What can you tell me about the Hurricane Fleet out of Myrtle Beach?
Looking at their 11.5 hour Grouper,Snapper, Sea Bass Trip.


----------



## joek (Jun 1, 2015)

damifinowfish said:


> What can you tell me about the Hurricane Fleet out of Myrtle Beach?
> Looking at their 11.5 hour Grouper,Snapper, Sea Bass Trip.


Never fished the hurricane fleet. I have fished on the Miss Calabash docked in 
Calabash nc 11 hr trip. About 3 hrs out and 3 hrs back gives you about 5 hrs fishing.
Caught lots of Sea bass and Snapper with a Grouper and Amberjack for good measure. 
Caught the Amberjack bottom jigging with a Heavy 6' Spinning rod and 6 oz jig.
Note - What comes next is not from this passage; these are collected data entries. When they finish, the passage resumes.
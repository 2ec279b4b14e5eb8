//! Resume ledger persistence tests
//!
//! The state file is the only thing that survives between runs, so these
//! tests cover exact serialized shape, large ledgers, awkward keys, and the
//! strict/tolerant loading split.

use tempfile::TempDir;

use dem_fetcher::app::DownloadState;
use dem_fetcher::errors::StateError;

/// Serialized field names stay fixed so old state files keep loading
#[tokio::test]
async fn test_state_file_wire_format() {
    let dir = TempDir::new().unwrap();
    let path = dir.path().join("state.json");

    let mut state = DownloadState::default();
    state.record("prefix/tile_DEM.tif", 1024, "\"abc123\"");
    state.save(&path).await.unwrap();

    let raw = std::fs::read_to_string(&path).unwrap();
    assert!(raw.contains("\"Files\""));
    assert!(raw.contains("\"Size\""));
    assert!(raw.contains("\"ETag\""));
    assert!(raw.contains("\"Downloaded\""));
    assert!(raw.contains("prefix/tile_DEM.tif"));
}

/// Keys with spaces, parentheses, and non-ASCII characters round-trip
#[tokio::test]
async fn test_awkward_keys_round_trip() {
    let dir = TempDir::new().unwrap();
    let path = dir.path().join("state.json");

    let keys = [
        "data/tile (copy 1).tif",
        "data/Ägypten/tile_DEM.tif",
        "data/山地/tile_DEM.tif",
        "data/with spaces/and \"quotes\".tif",
    ];

    let mut state = DownloadState::default();
    for (i, key) in keys.iter().enumerate() {
        state.record(*key, (i as u64 + 1) * 100, format!("\"etag-{i}\""));
    }
    state.save(&path).await.unwrap();

    let loaded = DownloadState::load(&path).await.unwrap();
    assert_eq!(loaded.len(), keys.len());
    for key in keys {
        assert!(loaded.get(key).is_some(), "missing key {key}");
    }
    assert_eq!(loaded.get(keys[1]).unwrap().size, 200);
}

/// A ledger with many entries survives a save and reload intact
#[tokio::test]
async fn test_large_ledger_round_trip() {
    let dir = TempDir::new().unwrap();
    let path = dir.path().join("state.json");

    let mut state = DownloadState::default();
    for i in 0..10_000 {
        state.record(
            format!("COP-DEM_GLO-30-DGED/2023_1/tile_{i:05}_DEM.tif"),
            i as u64,
            format!("\"{i:08x}\""),
        );
    }
    state.save(&path).await.unwrap();

    let loaded = DownloadState::load(&path).await.unwrap();
    assert_eq!(loaded.len(), 10_000);
    let entry = loaded
        .get("COP-DEM_GLO-30-DGED/2023_1/tile_04242_DEM.tif")
        .unwrap();
    assert_eq!(entry.size, 4242);
}

/// A missing file is fine for the tolerant loader, an error for the strict one
#[tokio::test]
async fn test_missing_file_split() {
    let dir = TempDir::new().unwrap();
    let path = dir.path().join("does-not-exist.json");

    let tolerant = DownloadState::load_or_default(&path).await;
    assert!(tolerant.is_empty());

    assert!(matches!(
        DownloadState::load(&path).await,
        Err(StateError::Io { .. })
    ));
}

/// A corrupt file starts a fresh ledger tolerantly, errors strictly
#[tokio::test]
async fn test_corrupt_file_split() {
    let dir = TempDir::new().unwrap();
    let path = dir.path().join("state.json");
    std::fs::write(&path, "{ not json").unwrap();

    let tolerant = DownloadState::load_or_default(&path).await;
    assert!(tolerant.is_empty());

    assert!(matches!(
        DownloadState::load(&path).await,
        Err(StateError::Corrupt { .. })
    ));
}

/// Saving never leaves a half-written state file next to the real one
#[tokio::test]
async fn test_save_leaves_no_temp_file() {
    let dir = TempDir::new().unwrap();
    let path = dir.path().join("state.json");

    let mut state = DownloadState::default();
    state.record("a.tif", 1, "\"e\"");
    state.save(&path).await.unwrap();
    state.record("b.tif", 2, "\"f\"");
    state.save(&path).await.unwrap();

    let names: Vec<_> = std::fs::read_dir(dir.path())
        .unwrap()
        .map(|e| e.unwrap().file_name().into_string().unwrap())
        .collect();
    assert_eq!(names, vec!["state.json"]);
}
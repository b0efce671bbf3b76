//! API key gate
//!
//! When the server is configured with a key, every request must carry it as
//! the `api_key` query parameter.

use axum::{
    extract::{Query, Request, State},
    middleware::Next,
    response::{IntoResponse, Response},
};
use serde::Deserialize;

use super::AppState;
use super::error::ApiError;

#[derive(Debug, Deserialize)]
pub struct ApiKeyQuery {
    api_key: Option<String>,
}

/// Rejects requests whose `api_key` does not match the configured key
pub async fn require_api_key(
    State(state): State<AppState>,
    query: Result<Query<ApiKeyQuery>, axum::extract::rejection::QueryRejection>,
    request: Request,
    next: Next,
) -> Response {
    let Some(expected) = state.api_key.as_deref() else {
        return next.run(request).await;
    };

    let provided = query.ok().and_then(|Query(q)| q.api_key);

    match provided {
        None => {
            tracing::warn!("Rejected {} request without API key", request.uri().path());
            ApiError::Forbidden("API key required").into_response()
        }
        Some(key) if key != expected => {
            tracing::warn!("Rejected {} request with invalid API key", request.uri().path());
            ApiError::Forbidden("Invalid API key").into_response()
        }
        Some(_) => next.run(request).await,
    }
}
Get there early and get a spot of the stern corner. If you have a rod you can bring you can float it off the stern rigged with Whole Squid or med mullet and maybe pick up a a Mahi.
Good luck


----------



## troutchaser (Feb 5, 2020)

I went out with Voyager fishing charters in North Myrtle for a 24 hr headboat trip. Caught AJs, snapper and grunts mainly. My group used jigging gear most of the time. Bouncing jigs off the bottom for small stuff and speed jigging for AJs. Saw one or two grouper caught on the trip.


----------



## SmoothLures (Feb 13, 2008)

I think Hurricane is out of Calabash, NC. I went with them about 15 years ago. They sold $5 bags of mushy cut bait that was everything from silversides to spot that they netted in the marsh. Salted squid was included. Take your own bait and tie your own rigs. Take your own gear if you have it. Grouper season doesn't open until May 1. Most people will take a bucket of live pinfish out for grouper but you can get them on fresh cut bait or something live you catch out there. If you go without doing anything extra you can expect some sea bass, a limit of beeliners, and a few snapper.


----------



## 1david (Jan 21, 2016)

i suggest super voyager fishing! Its at north mtyle beach... 2nd if u can run to morehead! stacy or princess never go wrong! trigger fish heaven!


----------



## ROWDY ROD (Jul 25, 2017)

Ditto, on 1David's reply, they are a great bunch of folks and will put you on the fish. I would suggest you bring your own gear, at least a rod and reel. Morehead city is a great place to hangout. Salters Path is a short 15 minite drive and another great place to hangout.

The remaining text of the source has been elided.